Kan de omvang van de rechtsbescherming van personen aan wie een geldelijke sanctie moet worden opgelegd overeenkomstig artikel 3 van kaderbesluit 2005/214/JBZ van de Raad afhankelijk worden gesteld van de vraag welke sanctieprocedure wordt toegepast (de bestuursrechtelijke procedure, de bijzondere strafrechtelijke procedure voor lichte strafbare feiten of de gewone strafrechtelijke procedure)?

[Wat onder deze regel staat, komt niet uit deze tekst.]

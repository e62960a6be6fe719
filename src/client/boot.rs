//! Boot configuration: the linux installer and rescue system profiles.

use std::fmt;
use std::str::FromStr;

use reqwest::{Method, StatusCode};
use serde_json::Value;
use tracing::{info, warn};

use super::{Form, RequestBody, RobotClient};
use crate::error::ProviderError;

const BOOT_ALREADY_ENABLED: &str = "BOOT_ALREADY_ENABLED";

/// Which admin boot profile is active.
#[derive(Debug, Clone, Copy, PartialEq, Eq, Hash)]
pub enum BootMode {
    /// Automatic Linux installation.
    Linux,
    /// Rescue system.
    Rescue,
}

impl BootMode {
    /// The Robot path segment and state value for this mode.
    pub fn as_str(&self) -> &'static str {
        match self {
            BootMode::Linux => "linux",
            BootMode::Rescue => "rescue",
        }
    }
}

impl fmt::Display for BootMode {
    fn fmt(&self, f: &mut fmt::Formatter<'_>) -> fmt::Result {
        f.write_str(self.as_str())
    }
}

impl FromStr for BootMode {
    type Err = ProviderError;

    fn from_str(s: &str) -> Result<Self, Self::Err> {
        match s {
            "linux" => Ok(BootMode::Linux),
            "rescue" => Ok(BootMode::Rescue),
            other => Err(ProviderError::Validation(format!(
                "boot profile must be \"linux\" or \"rescue\", got {:?}",
                other
            ))),
        }
    }
}

/// Normalized admin boot configuration of one server.
///
/// An inactive profile has `mode == None` and empty fields.
#[derive(Debug, Clone, Default, PartialEq, Eq)]
pub struct BootProfile {
    pub mode: Option<BootMode>,
    pub architecture: String,
    pub operating_system: String,
    pub language: String,
    pub password: String,
    pub authorized_keys: Vec<String>,
    pub host_keys: Vec<String>,
    pub server_number: u64,
    pub server_ipv4: String,
    pub server_ipv6: String,
}

impl BootProfile {
    /// Whether an admin boot profile is active.
    pub fn is_active(&self) -> bool {
        self.mode.is_some()
    }
}

/// Extract the active boot profile from a `GET /boot/{n}` document or an
/// activation response.
pub fn parse_boot_profile(document: &Value) -> BootProfile {
    let root = document.get("boot").unwrap_or(document);
    let linux = active_section(root, BootMode::Linux);
    let rescue = active_section(root, BootMode::Rescue);

    let (mode, section) = match (linux, rescue) {
        (Some(_), Some(rescue)) => {
            warn!("both linux and rescue boot profiles are active, using rescue");
            (BootMode::Rescue, rescue)
        }
        (None, Some(rescue)) => (BootMode::Rescue, rescue),
        (Some(linux), None) => (BootMode::Linux, linux),
        (None, None) => return BootProfile::default(),
    };

    let (operating_system, language) = match mode {
        BootMode::Linux => (scalar(section, "dist"), scalar(section, "lang")),
        BootMode::Rescue => (scalar(section, "os"), String::new()),
    };

    BootProfile {
        mode: Some(mode),
        architecture: scalar(section, "arch"),
        operating_system,
        language,
        password: scalar(section, "password"),
        authorized_keys: fingerprints(section, "authorized_key"),
        host_keys: fingerprints(section, "host_key"),
        server_number: section
            .get("server_number")
            .and_then(Value::as_u64)
            .unwrap_or_default(),
        server_ipv4: scalar(section, "server_ip"),
        server_ipv6: scalar(section, "server_ipv6_net"),
    }
}

fn active_section(root: &Value, mode: BootMode) -> Option<&Value> {
    root.get(mode.as_str())
        .filter(|section| section.get("active").and_then(Value::as_bool).unwrap_or(false))
}

fn scalar(section: &Value, key: &str) -> String {
    match section.get(key) {
        Some(Value::String(s)) => s.clone(),
        Some(Value::Number(n)) => n.to_string(),
        Some(Value::Bool(b)) => b.to_string(),
        _ => String::new(),
    }
}

// Keys come back as `[{"key": {"fingerprint": ...}}]`.
fn fingerprints(section: &Value, key: &str) -> Vec<String> {
    section
        .get(key)
        .and_then(Value::as_array)
        .map(|items| {
            items
                .iter()
                .filter_map(|item| {
                    item.get("key")
                        .and_then(|k| k.get("fingerprint"))
                        .or_else(|| item.get("fingerprint"))
                        .or(Some(item))
                        .and_then(Value::as_str)
                        .map(str::to_string)
                })
                .collect()
        })
        .unwrap_or_default()
}

/// Parameters of a boot profile activation.
#[derive(Debug, Clone, PartialEq, Eq)]
pub struct BootActivation {
    pub mode: BootMode,
    pub architecture: String,
    pub operating_system: String,
    pub language: String,
    pub authorized_keys: Vec<String>,
}

impl BootActivation {
    /// Form body of `POST /boot/{n}/{mode}`.
    pub fn form(&self) -> Form {
        let mut form = Form::new().field_if_present("arch", &self.architecture);
        for key in &self.authorized_keys {
            form.push("authorized_key", key);
        }
        match self.mode {
            BootMode::Linux => form
                .field_if_present("dist", &self.operating_system)
                .field_if_present("lang", &self.language),
            BootMode::Rescue => form.field_if_present("os", &self.operating_system),
        }
    }
}

impl RobotClient {
    /// Current boot configuration of a server.
    pub async fn get_boot(&self, server_number: u64) -> Result<BootProfile, ProviderError> {
        let document: Value = self
            .call_json(
                Method::GET,
                &format!("/boot/{}", server_number),
                RequestBody::Empty,
                &[StatusCode::OK, StatusCode::ACCEPTED],
            )
            .await?;
        Ok(parse_boot_profile(&document))
    }

    /// Activate a boot profile.
    ///
    /// When Robot reports the profile as already enabled the existing
    /// configuration is returned instead.
    pub async fn activate_boot(
        &self,
        server_number: u64,
        activation: &BootActivation,
    ) -> Result<BootProfile, ProviderError> {
        let result = self
            .call_json::<Value>(
                Method::POST,
                &format!("/boot/{}/{}", server_number, activation.mode),
                RequestBody::Form(activation.form()),
                &[StatusCode::OK, StatusCode::ACCEPTED],
            )
            .await;

        match result {
            Ok(document) => Ok(parse_boot_profile(&document)),
            Err(err) if err.api_code() == Some(BOOT_ALREADY_ENABLED) => {
                info!(server_number, mode = %activation.mode, "boot profile already enabled");
                self.get_boot(server_number).await
            }
            Err(err) => Err(err),
        }
    }

    /// Deactivate a boot profile.
    pub async fn deactivate_boot(&self, server_number: u64, mode: BootMode) -> Result<(), ProviderError> {
        self.call(
            Method::DELETE,
            &format!("/boot/{}/{}", server_number, mode),
            RequestBody::Empty,
            &[StatusCode::OK, StatusCode::ACCEPTED],
        )
        .await?;
        Ok(())
    }
}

Mogen beslissingen van niet-rechterlijke autoriteiten, in het licht van de doelstellingen en de beginselen van kaderbesluit 2005/214/JBZ van de Raad en met name van artikel 3 daarvan, ten uitvoer worden gelegd indien deze zijn uitgevaardigd op basis van een regeling van de beslissingsstaat op grond waarvan de persoon op wiens naam het voertuig staat ingeschreven, aansprakelijk wordt gesteld voor een verkeersovertreding, dat wil zeggen beslissingen die uitsluitend zijn gegeven op basis van informatie die is verkregen in het kader van de grensoverschrijdende uitwisseling van gegevens uit kentekenregisters, zonder dat in de zaak een onderzoeksprocedure is ingesteld, ook niet betreffende de vaststelling van de feitelijke overtreder?

____________

1 PB 2005, L 76, blz. 16.

2 Kaderbesluit 2009/299/JBZ van de Raad van 26 februari 2009 tot wijziging van kaderbesluit 2002/584/JBZ, kaderbesluit 2005/214/JBZ, kaderbesluit 2006/783/JBZ, kaderbesluit 2008/909/JBZ en kaderbesluit 2008/947/JBZ en tot versterking van de procedurele rechten van personen, tot bevordering van de toepassing van het beginsel van wederzijdse erkenning op beslissingen gegeven ten aanzien van personen die niet verschenen zijn tijdens het proces (PB 2009, L 81, blz. 24).